_Directions_:
Once the data has been read, print it back in full, exactly.

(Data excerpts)
----------------------------------------

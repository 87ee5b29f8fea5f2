//! Two-state regime chain.
//!
//! The regime is an explicit per-scenario state advanced once per period by
//! [`RegimeDynamics::advance`]. It selects which drift/volatility pair the
//! structural default model uses.

use serde::{Deserialize, Serialize};
use tranche_core::types::ConfigError;

const ROW_TOL: f64 = 1e-9;

/// Economic regime.
#[derive(Debug, Clone, Copy, PartialEq, Eq, Hash, Default, Serialize, Deserialize)]
#[serde(rename_all = "snake_case")]
pub enum Regime {
    /// Ordinary conditions.
    #[default]
    Normal,
    /// Stressed conditions.
    Stress,
}

impl Regime {
    /// Row/column index in a transition matrix.
    #[inline]
    pub fn index(self) -> usize {
        match self {
            Regime::Normal => 0,
            Regime::Stress => 1,
        }
    }
}

/// Row-stochastic 2×2 transition matrix, `p[from][to]`.
#[derive(Debug, Clone, Copy, PartialEq, Serialize, Deserialize)]
#[serde(transparent)]
pub struct TransitionMatrix(pub [[f64; 2]; 2]);

impl TransitionMatrix {
    /// Validate that each row is a probability vector.
    ///
    /// # Errors
    ///
    /// Returns `ConfigError::InvalidParameter` naming the offending row.
    pub fn validate(&self) -> Result<(), ConfigError> {
        for (i, row) in self.0.iter().enumerate() {
            if row.iter().any(|p| !(0.0..=1.0).contains(p)) {
                return Err(ConfigError::invalid(
                    format!("regime.transition[{}]", i),
                    "probabilities must lie in [0, 1]",
                ));
            }
            let sum = row[0] + row[1];
            if (sum - 1.0).abs() > ROW_TOL {
                return Err(ConfigError::invalid(
                    format!("regime.transition[{}]", i),
                    format!("row sums to {}, expected 1", sum),
                ));
            }
        }
        Ok(())
    }

    /// Next regime from `from` given a uniform draw `u`.
    #[inline]
    pub fn next(&self, from: Regime, u: f64) -> Regime {
        if u < self.0[from.index()][0] {
            Regime::Normal
        } else {
            Regime::Stress
        }
    }

    /// Long-run probability of the Stress regime.
    pub fn stationary_stress(&self) -> f64 {
        let to_stress = self.0[0][1];
        let to_normal = self.0[1][0];
        let total = to_stress + to_normal;
        if total <= 0.0 {
            0.0
        } else {
            to_stress / total
        }
    }
}

/// How the regime evolves within a scenario.
#[derive(Debug, Clone, Copy, PartialEq, Serialize, Deserialize)]
#[serde(tag = "type", rename_all = "snake_case")]
pub enum RegimeDynamics {
    /// Markov chain driven by the regime factor's uniform draw.
    Markov {
        /// Transition probabilities
        transition: TransitionMatrix,
    },
    /// Each period independently: Stress when the regime factor's value is one.
    Independent,
}

impl Default for RegimeDynamics {
    fn default() -> Self {
        RegimeDynamics::Markov {
            transition: TransitionMatrix([[1.0, 0.0], [0.0, 1.0]]),
        }
    }
}

impl RegimeDynamics {
    /// Transition function: regime for this period given last period's.
    ///
    /// # Arguments
    ///
    /// * `prev` - Regime in the previous period (Normal before period zero)
    /// * `u` - Uniform draw of the regime factor
    /// * `value` - Marginal value of the regime factor
    #[inline]
    pub fn advance(&self, prev: Regime, u: f64, value: f64) -> Regime {
        match self {
            RegimeDynamics::Markov { transition } => transition.next(prev, u),
            RegimeDynamics::Independent => {
                if value >= 0.5 {
                    Regime::Stress
                } else {
                    Regime::Normal
                }
            }
        }
    }

    /// Whether a scenario starting in Normal can ever enter Stress.
    #[inline]
    pub fn switches(&self) -> bool {
        match self {
            RegimeDynamics::Markov { transition } => transition.0[0][0] < 1.0,
            RegimeDynamics::Independent => true,
        }
    }

    /// Validate the transition matrix, if any.
    ///
    /// # Errors
    ///
    /// See [`TransitionMatrix::validate`].
    pub fn validate(&self) -> Result<(), ConfigError> {
        match self {
            RegimeDynamics::Markov { transition } => transition.validate(),
            RegimeDynamics::Independent => Ok(()),
        }
    }
}
//! Bracketing root finders.
//!
//! Used for equity IRR, where the net-present-value function is continuous
//! but its derivative is not available in closed form.
//!
//! ## Configuration
//!
//! [`SolverConfig`] controls:
//! - `tolerance`: convergence tolerance (default: 1e-10)
//! - `max_iterations`: maximum iteration count (default: 100)
//!
//! ## Example
//!
//! ```
//! use tranche_core::math::solvers::{BrentSolver, SolverConfig};
//!
//! let solver = BrentSolver::new(SolverConfig::default());
//! let root = solver.find_root(|x: f64| x * x - 2.0, 0.0, 2.0).unwrap();
//! assert!((root - std::f64::consts::SQRT_2).abs() < 1e-10);
//! ```

mod brent;
mod config;

pub use brent::BrentSolver;
pub use config::SolverConfig;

----------------------------------------

_Result below_:
repository 87ee5b29f8fea5f2
//! Two-state regime chain.
//!
//! The regime is an explicit per-scenario state advanced once per period by
//! [`RegimeDynamics::advance`]. It selects which drift/volatility pair the
//! structural default model uses.

use serde::{Deserialize, Serialize};
use tranche_core::types::ConfigError;

const ROW_TOL: f64 = 1e-9;

/// Economic regime.
#[derive(Debug, Clone, Copy, PartialEq, Eq, Hash, Default, Serialize, Deserialize)]
#[serde(rename_all = "snake_case")]
pub enum Regime {
    /// Ordinary conditions.
    #[default]
    Normal,
    /// Stressed conditions.
    Stress,
}

impl Regime {
    /// Row/column index in a transition matrix.
    #[inline]
    pub fn index(self) -> usize {
        match self {
            Regime::Normal => 0,
            Regime::Stress => 1,
        }
    }
}

/// Row-stochastic 2×2 transition matrix, `p[from][to]`.
#[derive(Debug, Clone, Copy, PartialEq, Serialize, Deserialize)]
#[serde(transparent)]
pub struct TransitionMatrix(pub [[f64; 2]; 2]);

impl TransitionMatrix {
    /// Validate that each row is a probability vector.
    ///
    /// # Errors
    ///
    /// Returns `ConfigError::InvalidParameter` naming the offending row.
    pub fn validate(&self) -> Result<(), ConfigError> {
        for (i, row) in self.0.iter().enumerate() {
            if row.iter().any(|p| !(0.0..=1.0).contains(p)) {
                return Err(ConfigError::invalid(
                    format!("regime.transition[{}]", i),
                    "probabilities must lie in [0, 1]",
                ));
            }
            let sum = row[0] + row[1];
            if (sum - 1.0).abs() > ROW_TOL {
                return Err(ConfigError::invalid(
                    format!("regime.transition[{}]", i),
                    format!("row sums to {}, expected 1", sum),
                ));
            }
        }
        Ok(())
    }

    /// Next regime from `from` given a uniform draw `u`.
    #[inline]
    pub fn next(&self, from: Regime, u: f64) -> Regime {
        if u < self.0[from.index()][0] {
            Regime::Normal
        } else {
            Regime::Stress
        }
    }

    /// Long-run probability of the Stress regime.
    pub fn stationary_stress(&self) -> f64 {
        let to_stress = self.0[0][1];
        let to_normal = self.0[1][0];
        let total = to_stress + to_normal;
        if total <= 0.0 {
            0.0
        } else {
            to_stress / total
        }
    }
}

/// How the regime evolves within a scenario.
#[derive(Debug, Clone, Copy, PartialEq, Serialize, Deserialize)]
#[serde(tag = "type", rename_all = "snake_case")]
pub enum RegimeDynamics {
    /// Markov chain driven by the regime factor's uniform draw.
    Markov {
        /// Transition probabilities
        transition: TransitionMatrix,
    },
    /// Each period independently: Stress when the regime factor's value is one.
    Independent,
}

impl Default for RegimeDynamics {
    fn default() -> Self {
        RegimeDynamics::Markov {
            transition: TransitionMatrix([[1.0, 0.0], [0.0, 1.0]]),
        }
    }
}

impl RegimeDynamics {
    /// Transition function: regime for this period given last period's.
    ///
    /// # Arguments
    ///
    /// * `prev` - Regime in the previous period (Normal before period zero)
    /// * `u` - Uniform draw of the regime factor
    /// * `value` - Marginal value of the regime factor
    #[inline]
    pub fn advance(&self, prev: Regime, u: f64, value: f64) -> Regime {
        match self {
            RegimeDynamics::Markov { transition } => transition.next(prev, u),
            RegimeDynamics::Independent => {
                if value >= 0.5 {
                    Regime::Stress
                } else {
                    Regime::Normal
                }
            }
        }
    }

    /// Whether a scenario starting in Normal can ever enter Stress.
    #[inline]
    pub fn switches(&self) -> bool {
        match self {
            RegimeDynamics::Markov { transition } => transition.0[0][0] < 1.0,
            RegimeDynamics::Independent => true,
        }
    }

    /// Validate the transition matrix, if any.
    ///
    /// # Errors
    ///
    /// See [`TransitionMatrix::validate`].
    pub fn validate(&self) -> Result<(), ConfigError> {
        match self {
            RegimeDynamics::Markov { transition } => transition.validate(),
            RegimeDynamics::Independent => Ok(()),
        }
    }
}
//! Bracketing root finders.
//!
//! Used for equity IRR, where the net-present-value function is continuous
//! but its derivative is not available in closed form.
//!
//! ## Configuration
//!
//! [`SolverConfig`] controls:
//! - `tolerance`: convergence tolerance (default: 1e-10)
//! - `max_iterations`: maximum iteration count (default: 100)
//!
//! ## Example
//!
//! ```
//! use tranche_core::math::solvers::{BrentSolver, SolverConfig};
//!
//! let solver = BrentSolver::new(SolverConfig::default());
//! let root = solver.find_root(|x: f64| x * x - 2.0, 0.0, 2.0).unwrap();
//! assert!((root - std::f64::consts::SQRT_2).abs() < 1e-10);
//! ```

mod brent;
mod config;

pub use brent::BrentSolver;
pub use config::SolverConfig;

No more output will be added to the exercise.